↓↓↓
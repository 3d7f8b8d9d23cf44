use serde::{Deserialize, Serialize};

fn default_role() -> String {
    "patient".to_string()
}

fn default_max_length() -> i64 {
    200
}

fn default_temperature() -> f32 {
    0.7
}

fn default_top_p() -> f32 {
    0.9
}

/// Body of `POST /chat`. Only `message` is required; the rest fall back
/// to fixed defaults. Values are not range-checked here; out-of-range
/// parameters fail at the generation call.
#[derive(Debug, Serialize, Deserialize)]
pub struct ChatRequest {
    pub message: String,
    #[serde(default = "default_role")]
    pub role: String,
    #[serde(default = "default_max_length")]
    pub max_length: i64,
    #[serde(default = "default_temperature")]
    pub temperature: f32,
    #[serde(default = "default_top_p")]
    pub top_p: f32,
}

#[derive(Debug, Serialize, Deserialize)]
pub struct ChatResponse {
    pub success: bool,
    pub response: String,
    pub model: String,
}
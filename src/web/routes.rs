use actix_web::web;
use crate::web::handlers;

pub fn configure(cfg: &mut web::ServiceConfig) {
    cfg.route("/chat", web::post().to(handlers::chat))
        .route("/health", web::get().to(handlers::health_check));
}
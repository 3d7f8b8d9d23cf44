use actix_web::{web, HttpResponse, Responder};
use serde_json::json;
use log::{info, error};

use crate::model::{GenerationParams, MeditronPipeline, MODEL_TAG};
use crate::prompt::format_prompt;
use crate::web::models::{ChatRequest, ChatResponse};

// Health check endpoint
pub async fn health_check() -> impl Responder {
    HttpResponse::Ok().json(json!({ "status": "ok" }))
}

// Chat API endpoint
pub async fn chat(
    pipeline: web::Data<MeditronPipeline>,
    req: web::Json<ChatRequest>,
) -> impl Responder {
    info!(
        "Chat request (role: {}, max_length: {}): {}",
        req.role, req.max_length, req.message
    );

    let prompt = format_prompt(&req.message, &req.role);
    let params = GenerationParams {
        max_length: req.max_length,
        temperature: req.temperature,
        top_p: req.top_p,
    };

    // Any failure past this point becomes a generic 500; the error text
    // is passed through as the detail message.
    match pipeline.generate(&prompt, &params).await {
        Ok(response) => HttpResponse::Ok().json(ChatResponse {
            success: true,
            response,
            model: MODEL_TAG.to_string(),
        }),
        Err(e) => {
            error!("Generation error: {}", e);
            HttpResponse::InternalServerError().json(json!({
                "detail": e.to_string()
            }))
        }
    }
}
↑↑↑
■ WHAT YOU WILL DO:
Reproduce the material above in full, exactly.

■ ANSWER BOX:
repository 3d7f8b8d9d23cf44
use serde::{Deserialize, Serialize};

fn default_role() -> String {
    "patient".to_string()
}

fn default_max_length() -> i64 {
    200
}

fn default_temperature() -> f32 {
    0.7
}

fn default_top_p() -> f32 {
    0.9
}

/// Body of `POST /chat`. Only `message` is required; the rest fall back
/// to fixed defaults. Values are not range-checked here; out-of-range
/// parameters fail at the generation call.
#[derive(Debug, Serialize, Deserialize)]
pub struct ChatRequest {
    pub message: String,
    #[serde(default = "default_role")]
    pub role: String,
    #[serde(default = "default_max_length")]
    pub max_length: i64,
    #[serde(default = "default_temperature")]
    pub temperature: f32,
    #[serde(default = "default_top_p")]
    pub top_p: f32,
}

#[derive(Debug, Serialize, Deserialize)]
pub struct ChatResponse {
    pub success: bool,
    pub response: String,
    pub model: String,
}
filename src/web/routes.rs
use actix_web::web;
use crate::web::handlers;

pub fn configure(cfg: &mut web::ServiceConfig) {
    cfg.route("/chat", web::post().to(handlers::chat))
        .route("/health", web::get().to(handlers::health_check));
}
repository 3d7f8b8d9d23cf44
use actix_web::{web, HttpResponse, Responder};
use serde_json::json;
use log::{info, error};

use crate::model::{GenerationParams, MeditronPipeline, MODEL_TAG};
use crate::prompt::format_prompt;
use crate::web::models::{ChatRequest, ChatResponse};

// Health check endpoint
pub async fn health_check() -> impl Responder {
    HttpResponse::Ok().json(json!({ "status": "ok" }))
}

// Chat API endpoint
pub async fn chat(
    pipeline: web::Data<MeditronPipeline>,
    req: web::Json<ChatRequest>,
) -> impl Responder {
    info!(
        "Chat request (role: {}, max_length: {}): {}",
        req.role, req.max_length, req.message
    );

    let prompt = format_prompt(&req.message, &req.role);
    let params = GenerationParams {
        max_length: req.max_length,
        temperature: req.temperature,
        top_p: req.top_p,
    };

    // Any failure past this point becomes a generic 500; the error text
    // is passed through as the detail message.
    match pipeline.generate(&prompt, &params).await {
        Ok(response) => HttpResponse::Ok().json(ChatResponse {
            success: true,
            response,
            model: MODEL_TAG.to_string(),
        }),
        Err(e) => {
            error!("Generation error: {}", e);
            HttpResponse::InternalServerError().json(json!({
                "detail": e.to_string()
            }))
        }
    }
}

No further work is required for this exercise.